C’est une affaire sordide qui a fait grand bruit. En février dernier, une tête et deux corps de phoques avaient été découverts décapitées sur les plages du Finistère.

La gendarmerie maritime avait dès lors lancé un avis de recherche. En parallèle à ces investigations, l’ONG Sea Sheperd, vouée à la protection des écosystèmes marins, avait promis un « prize-cash » de 10000 euros pour toute information qui permettrait aux gendarmes d’identifier les coupables.
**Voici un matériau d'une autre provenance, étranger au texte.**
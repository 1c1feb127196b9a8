//! Audio I/O: byte sources, decoding, resampling and device output

pub mod decoder;
pub mod device;
pub mod fetch;
pub mod output;
pub mod resampler;
pub mod types;

pub use decoder::{AudioDecoder, SymphoniaDecoder};
pub use device::{AudioDevice, CompletionCallback, PlaybackHandle};
pub use fetch::{FsFetcher, HttpFetcher, SourceFetcher};
pub use output::{open_output, CpalDevice, UnavailableDevice};
pub use types::DecodedBuffer;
Deux ans de prison et 150 000 euros d’amende

A l’issue des investigations conduites par la gendarmerie maritime de Concarneau, un marin a reconnu avoir décapité deux phoques. Plus surprenant, il a déclaré plus tard avoir conservé les têtes pour les naturaliser, un vrai travail (dissimulé) de taxidermiste. Ces pêches jugées « accidentelles » n’étaient pas déclarées par le responsable du navire malgré l’obligation réglementaire en vigueur. Convoqués aujourd’hui devant le tribunal correctionnel de Quimper, les deux marins encourent des peines importante. L’employé qui a décapité les deux phoques pourrait passer deux ans derrière les barreaux et s’acquitter de 150 000 euros d’amende pour détention, transport, utilisation et naturalisation d’une espèce naturelle protégée.

Dans un communiqué , Sea Sheperd affirme « qu’il faut faire cesser l’impunité ambiante qui règne autour de ces actes de barbarie et d’atteinte aux espèces protégées ».